How has the nature of trust changed in the information age?

These notions of trust and trustworthiness are as old as our species. Many of the specific societal pressures that induce trust are as old as civilisation. Morals and reputational considerations are certainly that old, as are laws. Technical security measures have changed with technology, as well as details around reputational and legal systems, but by and large they’re basically the same.

What has changed in modern society is scale. Today we need to trust more people than ever before, further away – whether politically, ethnically or socially – than ever before. We need to trust larger corporations, more diverse institutions and more complicated systems. We need to trust via computer networks. This all makes trust, and inducing trust, harder. At the same time, the scaling of technology means that the bad guys can do more damage than ever before. That also makes trust harder. Navigating all of this is one of the most fundamental challenges of our society in this new century.

Given the dangers out there, should we trust anyone? Isn’t "trust no one" the first rule of security?

It might be the first rule of security, but it’s the worst rule of society. I don’t think I could even total up all the people, institutions and systems I trusted today. I trusted that the gas company would continue to provide the fuel I needed to heat my house, and that the water coming out of my tap was safe to drink. I trusted that the fresh and packaged food in my refrigerator was safe to eat – and that certainly involved trusting people in several countries. I trusted a variety of websites on the Internet. I trusted my automobile manufacturer, as well as all the other drivers on the road.
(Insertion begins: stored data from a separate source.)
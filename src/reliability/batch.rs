//! Batch accumulator that flushes by size or timer, whichever comes first.

use std::sync::{Arc, Weak};
use std::time::Duration;

use parking_lot::Mutex;

use crate::error::Result;
use crate::validate;

struct BatchState<T> {
    items: Vec<T>,
    /// Bumped to invalidate in-flight flush timers.
    timer_generation: u64,
    timer_active: bool,
}

struct BatchInner<T> {
    sink: Box<dyn Fn(Vec<T>) + Send + Sync>,
    max_size: usize,
    max_delay: Duration,
    state: Mutex<BatchState<T>>,
}

/// Accumulates items and hands full batches to a sink. Cloning shares the
/// same accumulator.
pub struct Batcher<T> {
    inner: Arc<BatchInner<T>>,
}

impl<T> Clone for Batcher<T> {
    fn clone(&self) -> Self {
        Self {
            inner: Arc::clone(&self.inner),
        }
    }
}

impl<T: Send + 'static> Batcher<T> {
    /// Flush to `sink` when `max_size` items accumulate or `max_delay`
    /// passes since the first unflushed item.
    pub fn new<F>(max_size: usize, max_delay: Duration, sink: F) -> Result<Self>
    where
        F: Fn(Vec<T>) + Send + Sync + 'static,
    {
        validate::positive(max_size, "batch size")?;
        validate::window(max_delay, "batch delay")?;
        Ok(Self {
            inner: Arc::new(BatchInner {
                sink: Box::new(sink),
                max_size,
                max_delay,
                state: Mutex::new(BatchState {
                    items: Vec::new(),
                    timer_generation: 0,
                    timer_active: false,
                }),
            }),
        })
    }

    /// Add an item, flushing synchronously if the batch is now full.
    pub fn push(&self, item: T) {
        let mut ready = None;
        {
            let mut state = self.inner.state.lock();
            state.items.push(item);
            if state.items.len() >= self.inner.max_size {
                state.timer_generation += 1;
                state.timer_active = false;
                ready = Some(std::mem::take(&mut state.items));
            } else if !state.timer_active {
                self.start_timer(&mut state);
            }
        }
        if let Some(batch) = ready {
            (self.inner.sink)(batch);
        }
    }

    /// Flush whatever has accumulated, resetting any pending timer.
    pub fn flush(&self) {
        let mut ready = None;
        {
            let mut state = self.inner.state.lock();
            state.timer_generation += 1;
            state.timer_active = false;
            if !state.items.is_empty() {
                ready = Some(std::mem::take(&mut state.items));
            }
        }
        if let Some(batch) = ready {
            (self.inner.sink)(batch);
        }
    }

    /// Items currently waiting to be flushed.
    pub fn len(&self) -> usize {
        self.inner.state.lock().items.len()
    }

    pub fn is_empty(&self) -> bool {
        self.len() == 0
    }

    fn start_timer(&self, state: &mut BatchState<T>) {
        state.timer_generation += 1;
        state.timer_active = true;
        let generation = state.timer_generation;
        let weak: Weak<BatchInner<T>> = Arc::downgrade(&self.inner);
        let delay = self.inner.max_delay;
        tokio::spawn(async move {
            tokio::time::sleep(delay).await;
            let Some(inner) = weak.upgrade() else { return };
            let mut ready = None;
            {
                let mut state = inner.state.lock();
                if state.timer_generation != generation || !state.timer_active {
                    return;
                }
                state.timer_active = false;
                if !state.items.is_empty() {
                    ready = Some(std::mem::take(&mut state.items));
                }
            }
            if let Some(batch) = ready {
                (inner.sink)(batch);
            }
        });
    }
}
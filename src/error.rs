//! Error types for the jumpline core.
//!
//! The core uses a typed taxonomy so callers can tell validation failures
//! apart from launch failures without string matching. Cache-internal
//! failures deliberately have no variant here: the cache absorbs them and
//! degrades to a miss.

/// Result type for core operations.
pub type Result<T> = std::result::Result<T, Error>;

/// Core errors with structured context.
#[derive(Debug, thiserror::Error)]
#[non_exhaustive]
pub enum Error {
    /// Malformed input, rejected before any external effect.
    #[error("invalid input: {0}")]
    Validation(String),

    /// Configured editor executable does not exist at launch time.
    #[error("editor executable not found: {path}")]
    EditorNotFound { path: String },

    /// No editor is configured for the requested jump.
    #[error("no editor configured: {hint}")]
    NoEditor { hint: String },

    /// Editor id not present in the registry.
    #[error("unknown editor: {id}")]
    UnknownEditor { id: String },

    /// The OS refused to start the process.
    #[error("failed to launch '{command}': {reason}")]
    Launch { command: String, reason: String },

    /// Platform has no command construction strategy.
    #[error("unsupported platform: {0}")]
    UnsupportedPlatform(String),

    /// Configuration error.
    #[error("configuration error: {0}")]
    Config(String),

    /// IO error with context.
    #[error("IO error in {context}: {source}")]
    Io {
        context: String,
        #[source]
        source: std::io::Error,
    },
}

impl Error {
    /// Create a validation error.
    pub fn validation(msg: impl Into<String>) -> Self {
        Self::Validation(msg.into())
    }

    /// Create an editor-not-found error.
    pub fn editor_not_found(path: impl Into<String>) -> Self {
        Self::EditorNotFound { path: path.into() }
    }

    /// Create a launch error.
    pub fn launch(command: impl Into<String>, reason: impl Into<String>) -> Self {
        Self::Launch {
            command: command.into(),
            reason: reason.into(),
        }
    }

    /// Create an IO error with context.
    pub fn io(context: impl Into<String>, source: std::io::Error) -> Self {
        Self::Io {
            context: context.into(),
            source,
        }
    }

    /// True for errors detected before any process was started.
    pub const fn is_preflight(&self) -> bool {
        matches!(
            self,
            Self::Validation(_)
                | Self::EditorNotFound { .. }
                | Self::NoEditor { .. }
                | Self::UnknownEditor { .. }
                | Self::UnsupportedPlatform(_)
        )
    }
}
// =============================================================================
// Lint Configuration
// =============================================================================

// Safety: deny unsafe by default, allow only where documented
// (Unix setsid detach in command/executor.rs)
#![deny(unsafe_code)]
// Correctness: Must handle all fallible operations
#![deny(unused_must_use)]
// Quality: Pedantic but pragmatic
#![warn(clippy::all)]
#![warn(rust_2018_idioms)]
#![warn(unreachable_pub)]
#![allow(clippy::module_name_repetitions)] // e.g., cache::CacheStore is clearer
#![allow(clippy::must_use_candidate)] // Not all returned values need annotation
#![allow(clippy::missing_errors_doc)] // Error returns self-documenting via type

//! Jump from a position in one editor to the identical file and line in an
//! externally launched editor (typically a JetBrains IDE).
//!
//! The crate is a small cluster of cooperating utilities:
//!
//! - [`cache`] — TTL+LRU key/value store with periodic sweep and statistics
//! - [`reliability`] — debounce/throttle, rate limiting, retry, batching
//! - [`command`] — per-platform command construction and detached launch
//! - [`editors`] — the configured-editor registry with persistence
//! - [`service`] — the context object wiring everything together
//!
//! # Example
//!
//! ```no_run
//! use jumpline::config::Config;
//! use jumpline::context::ProjectContext;
//! use jumpline::editors::{MemorySettings, NewEditor};
//! use jumpline::service::JumpService;
//!
//! # async fn example() -> jumpline::Result<()> {
//! let service = JumpService::start(Config::default(), Box::new(MemorySettings::default()))?;
//! service.add_editor(NewEditor {
//!     name: "IntelliJ IDEA".to_string(),
//!     path: "/usr/local/bin/idea".to_string(),
//!     kind: Some("intellij".to_string()),
//!     make_default: true,
//! })?;
//!
//! let context = ProjectContext::new("/proj", "/proj/src/main.kt", 42, 1)?;
//! let result = service.jump(&context).await;
//! assert!(result.success);
//! # Ok(())
//! # }
//! ```

pub mod cache;
pub mod command;
pub mod config;
pub mod constants;
pub mod context;
pub mod editors;
pub mod error;
pub mod reliability;
pub mod service;
pub mod telemetry;
pub mod validate;

pub use error::{Error, Result};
I am flying to Boston right now, so that requires trusting several major corporations, hundreds of strangers – either working for those corporations, sitting on my plane or just standing around in the airport – and a variety of government agencies. I even had to trust the TSA [US Transportation Security Administration], even though I know it’s doing a lousy job – and so on. And it’s not even 9:30am yet! The number of people each of us trusts every day is astounding. And we trust them so completely that we often don’t even think about it.

We don’t walk into a restaurant and think: "The food vendors might have sold the restaurant tainted food, the cook might poison it, the waiter might clone my credit card, other diners might steal my wallet, the building constructor might have weakened the roof, and terrorists might bomb the place." We just sit down and eat. And the restaurant trusts that we won’t steal anyone else’s wallet or leave a bomb under our chair, and will pay when we’re done. Without trust, society collapses. And without societal pressures, there’s no trust. The devil is in the details, of course, and that’s what my book is about.

As an individual, what security threats scare you the most?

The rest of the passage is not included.